JetBlue apologizes to stranded fliers
A cockpit recording details a 7-hour JetBlue flight delay at Bradley International Airport in Hartford, Conn., where overflowing toilets and no water were just part of the nightmare. NBC's Tom Costello reports.
JetBlue posted a video apology to fliers on Monday, two days after six of the airline's flights were stranded for several hours at Bradley International Airport during a snowstorm.
In the video, Rob Maruster, the company's chief operating officer, said that the flights were diverted to Hartford, Conn., as a result of "various runway congestion and other operational issues" at New York-area airports. " ... We did not deplane those aircraft in our targeted time allotted," Maruster said.
About 700 passengers were on all six flights, according to the airline. A recording of transmissions between an unidentified JetBlue pilot and the airport captured the pilot's frustration at being stuck on the runway for more than seven hours.
The pilot on Flight 504 from Fort Lauderdale, Fla., to Newark, N.J., continued to request towing assistance so that passengers could deplane at a gate. "We can't seem to get any help from our own company," says the unidentified pilot. "I apologize for this, but is there any way you can get a tug and a towbar out here to us and get us towed somewhere to a gate or something? I don't care -- take us anywhere."
Maruster did not address the recording in the video apology and JetBlue spokesperson Sharon Jones told msnbc.com on Monday that the airline was looking into the incident. "We don’t have any information regarding that audiotape," she said.
The pilot at one point requested police assistance to help defuse a situation between passengers and also said that a diabetic and paraplegic urgently needed to deplane.

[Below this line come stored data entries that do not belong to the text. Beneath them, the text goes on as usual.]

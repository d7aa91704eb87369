//src/main.rs
mod cli; // Keep cli module for parsing args

use anyhow::{bail, Context, Result};
use chrono::Local;
use comfy_table::{presets::UTF8_FULL, Cell, Color, ContentArrangement, Table};
use std::io::{stdout, Write};
use tracing_subscriber::EnvFilter;

use fitlog_lib::{
    run_session, AppService, CatalogEntry, DbError, Line, LineSource, SessionOutcome,
    StoredWorkout, TerminalInput, WorkoutSummary,
};

const LOG_ENV_VAR: &str = "FITLOG_LOG";

fn main() -> Result<()> {
    // Diagnostics go to stderr so they never mix with the prompts on stdout.
    tracing_subscriber::fmt()
        .with_env_filter(
            EnvFilter::try_from_env(LOG_ENV_VAR).unwrap_or_else(|_| EnvFilter::new("warn")),
        )
        .with_writer(std::io::stderr)
        .init();

    let cli_args = cli::parse_args();

    if let Some(cli::Commands::GenerateCompletion { shell }) = cli_args.command {
        let mut cmd = cli::build_cli_command();
        let bin_name = cmd.get_name().to_string();

        eprintln!("Generating completion script for {shell}...");
        clap_complete::generate(shell, &mut cmd, bin_name, &mut stdout());
        return Ok(());
    }

    let mut service =
        AppService::initialize().context("Failed to initialize application service")?;

    match cli_args.command {
        None => main_menu(&mut service)?,
        Some(cli::Commands::GenerateCompletion { .. }) => {
            unreachable!("Completion generation should have exited already");
        }
        Some(cli::Commands::Log) => {
            let mut input = TerminalInput::new()?;
            log_workout(&mut service, &mut input)?;
        }
        Some(cli::Commands::Analysis) => print_analysis(),
        Some(cli::Commands::History { limit }) => match service.list_recent_workouts(limit) {
            Ok(workouts) if workouts.is_empty() => println!("No workouts logged yet."),
            Ok(workouts) => print_history_table(&workouts, header_color(&service)),
            Err(e) => bail!("Error listing workouts: {e:#}"),
        },
        Some(cli::Commands::Show { id }) => match service.get_workout(id) {
            Ok(workout) => print_workout_detail(&workout, header_color(&service)),
            Err(e) => {
                if let Some(DbError::WorkoutNotFound(id)) = e.downcast_ref::<DbError>() {
                    println!("Workout ID {id} not found.");
                    return Ok(());
                }
                bail!("Error showing workout {id}: {e:#}");
            }
        },
        Some(cli::Commands::ListExercises) => match service.list_exercise_catalog() {
            Ok(entries) if entries.is_empty() => println!("No exercises logged yet."),
            Ok(entries) => print_exercise_catalog(&entries, header_color(&service)),
            Err(e) => bail!("Error listing exercises: {e:#}"),
        },
        Some(cli::Commands::DbPath) => {
            println!("Database file is located at: {:?}", service.get_db_path());
        }
        Some(cli::Commands::ConfigPath) => {
            println!("Config file is located at: {:?}", service.get_config_path());
        }
    }

    Ok(())
}

fn main_menu(service: &mut AppService) -> Result<()> {
    let mut input = TerminalInput::new()?;
    loop {
        println!();
        println!("{}", "=".repeat(40));
        println!("         FIT LOG");
        println!("{}", "=".repeat(40));
        println!("1. Log workout");
        println!("2. Analysis");
        println!("3. Exit");
        println!();

        let choice = match input.read_line("Select option: ", &[])? {
            Line::Text(choice) => choice,
            Line::Interrupted | Line::Eof => break,
        };
        match choice.trim() {
            "1" => log_workout(service, &mut input)?,
            "2" => print_analysis(),
            "3" => break,
            _ => println!("Invalid option."),
        }
    }
    println!("\nGoodbye!");
    Ok(())
}

fn log_workout<S: LineSource>(service: &mut AppService, input: &mut S) -> Result<()> {
    let mut out = stdout();
    let outcome = run_session(service, input, &mut out)?;
    out.flush()?;
    if let SessionOutcome::Committed(committed) = outcome {
        println!("Saved as workout ID {}.", committed.workout_id);
    }
    Ok(())
}

fn print_analysis() {
    println!("{}", "=".repeat(40));
    println!("         ANALYSIS");
    println!("{}", "=".repeat(40));
    println!();
    println!("Coming soon...");
}

fn header_color(service: &AppService) -> Color {
    fitlog_lib::parse_color(&service.config.theme.header_color)
        .map(Color::from)
        .unwrap_or(Color::Green) // Fallback
}

// --- Table Printing Functions ---

fn print_history_table(workouts: &[WorkoutSummary], header_color: Color) {
    let mut table = Table::new();
    table
        .load_preset(UTF8_FULL)
        .set_content_arrangement(ContentArrangement::Dynamic)
        .set_header(vec![
            Cell::new("ID").fg(header_color),
            Cell::new("Date (Local)").fg(header_color),
            Cell::new("Exercises").fg(header_color),
            Cell::new("Sets").fg(header_color),
            Cell::new("Notes").fg(header_color),
        ]);

    for workout in workouts {
        table.add_row(vec![
            Cell::new(workout.id.to_string()),
            Cell::new(
                workout
                    .timestamp
                    .with_timezone(&Local)
                    .format("%Y-%m-%d %H:%M")
                    .to_string(),
            ),
            Cell::new(workout.exercise_count.to_string()),
            Cell::new(workout.set_count.to_string()),
            Cell::new(workout.notes.as_deref().unwrap_or("-")),
        ]);
    }
    println!("{table}");
}

fn print_workout_detail(workout: &StoredWorkout, header_color: Color) {
    println!(
        "Workout {} - {}",
        workout.id,
        workout.timestamp.with_timezone(&Local).format("%Y-%m-%d %H:%M")
    );
    if let Some(notes) = &workout.notes {
        println!("Notes: {notes}");
    }

    let mut table = Table::new();
    table
        .load_preset(UTF8_FULL)
        .set_content_arrangement(ContentArrangement::Dynamic)
        .set_header(vec![
            Cell::new("Exercise").fg(header_color),
            Cell::new("Set").fg(header_color),
            Cell::new("Result").fg(header_color),
        ]);

    for exercise in &workout.exercises {
        let name = fitlog_lib::resolve::title_case(&exercise.name);
        for set in &exercise.sets {
            table.add_row(vec![
                Cell::new(&name),
                Cell::new(set.set_order.to_string()),
                Cell::new(exercise.unit.format_set(set.weight, set.reps)),
            ]);
        }
    }
    println!("{table}");
}

fn print_exercise_catalog(entries: &[CatalogEntry], header_color: Color) {
    let mut table = Table::new();
    table
        .load_preset(UTF8_FULL)
        .set_content_arrangement(ContentArrangement::Dynamic)
        .set_header(vec![
            Cell::new("Exercise").fg(header_color),
            Cell::new("Unit").fg(header_color),
            Cell::new("Times Logged").fg(header_color),
        ]);

    for entry in entries {
        table.add_row(vec![
            Cell::new(fitlog_lib::resolve::title_case(&entry.name)),
            Cell::new(entry.unit.to_string()),
            Cell::new(entry.times_logged.to_string()),
        ]);
    }
    println!("{table}");
}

"At no point in this weekend was safety ever compromised in any of our decision-making, whether it was our customers or our crew members and in fact, safety was their number one concern," Maruster said in the video.
Allison Steinberg, a spokesperson for JetBlue, told msnbc.com on Tuesday that delays were not related to gate fees, as some online commenters have suggested.
"Obviously, we would have preferred deplaning much sooner than we did, but our flights were six of the 23 reported diversions into Hartford, including international flights," she wrote in an email. "The airport experienced intermittent power outages, which made refueling and jetbridge deplaning difficult."
The Department of Transportation is investigating JetBlue's tarmac delays during the snowstorm. Airlines that keep passengers stranded for more than three hours face fines of up to $27,500 per flier.